Managing by values: Dolan, García and Richley draw upon Plato’s philosophy to propose a triaxial theory to understand organizational culture as a combination of three groups of values: 1) economic-pragmatic values; 2) ethical-social values; and 3) emotional-developmental values. They advocate an evolution of conceptual management approaches from Management by Instructions and Management by Objectives towards Management by Values, a model based on a shared system of values between the owners and employees of companies.

Deliberately developmental organizations: Harvard Professor Robert Kegan coined the term Deliberately Developmental Organization (DDO) in his book An Everyone Culture to explain the phenomena of organizations and businesses that develop cultures with a specific approach to growth that consider the development of each employee of the organization at least as important as the bottom line. Kegan argues that those organizations outperform the average organization in profits and employee satisfaction.


This block is about theories and movements whose main interest is economics in general, but that also include management and organizations as subtopics.

Economy for the Common Good: A very influential social movement initiated by Christian Felber advocating for an alternative economic model. It calls for organizations working towards the common good and cooperating rather than only making money and competing. Its more important tool is the “common good balance sheet”, which evaluates organizations on how cooperative they are with other companies, whether their products and services satisfy human needs, and how humane their working conditions are. A score is awarded accordingly.

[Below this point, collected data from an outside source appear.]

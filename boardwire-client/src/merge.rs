//! Merge-update for resources whose relationship field is replaced wholesale
//! by the remote on every partial update.
//!
//! Before a partial update that leaves the relationship field unset, the
//! current value is read fresh (never from cache) and copied into the
//! payload. An explicit value from the caller, empty included, is sent as-is.
//!
//! The read and the write are separate requests. A concurrent writer that
//! changes the same field in between will be overwritten with what was read;
//! closing that window needs a server-side precondition the remote does not
//! offer.

use std::future::Future;

use boardwire_core::{CardLink, CardUpdate, ClientResult};
use serde::Serialize;
use tracing::{debug, warn};

/// A partial-update payload carrying a relationship field.
pub trait RelationshipPayload {
    /// Whether the caller set the relationship field explicitly.
    fn has_explicit_relationships(&self) -> bool;

    /// Fill in the relationship field with the observed current value.
    fn preserve_relationships(&mut self, snapshot: Vec<CardLink>);
}

impl RelationshipPayload for CardUpdate {
    fn has_explicit_relationships(&self) -> bool {
        self.linked_cards.is_some()
    }

    fn preserve_relationships(&mut self, snapshot: Vec<CardLink>) {
        self.linked_cards = Some(snapshot);
    }
}

/// What the coordinator did with the relationship field.
#[derive(Debug, Clone, PartialEq, Eq, Serialize)]
#[serde(tag = "decision", rename_all = "snake_case")]
pub enum MergeDecision {
    /// The caller supplied the field; it was sent untouched.
    Explicit,
    /// The current value was read and sent along with the update.
    Preserved { links: Vec<CardLink> },
    /// The preservation read failed; the update went out without the field
    /// and the remote will have cleared it.
    Unavailable { reason: String },
}

impl MergeDecision {
    /// True when the update may have dropped relationship data.
    pub fn is_degraded(&self) -> bool {
        matches!(self, Self::Unavailable { .. })
    }
}

/// Runs the read-merge step of a merge-update for one instance.
#[derive(Debug, Clone)]
pub struct MergeUpdateCoordinator {
    instance: String,
}

impl MergeUpdateCoordinator {
    pub fn new(instance: impl Into<String>) -> Self {
        Self {
            instance: instance.into(),
        }
    }

    /// Merge the current relationship value into `payload` unless the caller
    /// set it. `read_current` is only invoked when a merge is needed.
    ///
    /// A failing read never fails the update; it is reported as
    /// [`MergeDecision::Unavailable`] and logged as a warning.
    pub async fn merge<P, F, Fut>(
        &self,
        resource: &str,
        payload: &mut P,
        read_current: F,
    ) -> MergeDecision
    where
        P: RelationshipPayload,
        F: FnOnce() -> Fut,
        Fut: Future<Output = ClientResult<Vec<CardLink>>>,
    {
        if payload.has_explicit_relationships() {
            debug!(instance = %self.instance, resource, "Relationship field set by caller");
            return MergeDecision::Explicit;
        }

        match read_current().await {
            Ok(links) => {
                debug!(
                    instance = %self.instance,
                    resource,
                    links = links.len(),
                    "Preserving relationship field"
                );
                payload.preserve_relationships(links.clone());
                MergeDecision::Preserved { links }
            }
            Err(err) => {
                warn!(
                    instance = %self.instance,
                    resource,
                    error = %err,
                    "Could not read current relationships; updating without them"
                );
                MergeDecision::Unavailable {
                    reason: err.to_string(),
                }
            }
        }
    }
}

Memenomics: A theoretical framework developed by Said Dawlabani that applies the Spiral Dynamics model to economics. By integrating economic development with human development, memenomics provides a whole systems understanding of the historic trajectories of the past economic theories and potential solutions for a healthier “next generation economic system” and business model.

Conscious capitalism: A movement initiated by John Mackey, Whole Foods CEO, and professor Raj Sisodia. Conscious capitalism is more about management than economics, but I have included it within this section because of its defense of capitalism as a valuable system. Conscious capitalism builds on the foundations of Capitalism but intends to elevate it to a more complex form conscious of its purpose, its impacts on the world and the relationships it has with its stakeholders. It is based on four principles: higher purpose, stakeholder integration, conscious leadership and conscious culture and management. Fred Kofmann should not be forgotten here, as he has a book devoted to conscious business, and his brilliant metamanagement trilogy follows similar principles.


These theories are concerned about increasing the responsibility of business towards society and the planet and accordingly, they develop a set of tools and practices for that purpose.

B Corps: A global movement of for-profit companies holding a private certification issued by B Lab. To be granted and to preserve certification, companies must receive a minimum score on an online assessment for “social and environmental performance”, satisfy the requirement that the company integrate B Lab commitments to stakeholders into company governing documents, and pay an annual fee.

Economy of communion: The Economy of Communion (EoC) was founded by Chiara Lubich in 1991 as an initiative of the Focolare Movement. It promotes an economic culture imprinted on the Christian values of communion, gratuity and reciprocity. They propose an alternative lifestyle to the dominant one within our capitalist system and is a concrete attempt to address acute social problems with businesses that are integral parts of their communities. Member businesses are required to commit a part of their profits to direct aid for those in need and another part toward nurturing a “culture of giving”.


Since the American philosopher Ken Wilber first used the word “integral” to refer to his approach in 1995, integral theory has become one of the most influential theories of our times. Integral theory is the comprehensive study of reality from a holistic, all-embracing and non-marginalizing point of view. It has been applied to all fields of human knowledge including management and organization theory.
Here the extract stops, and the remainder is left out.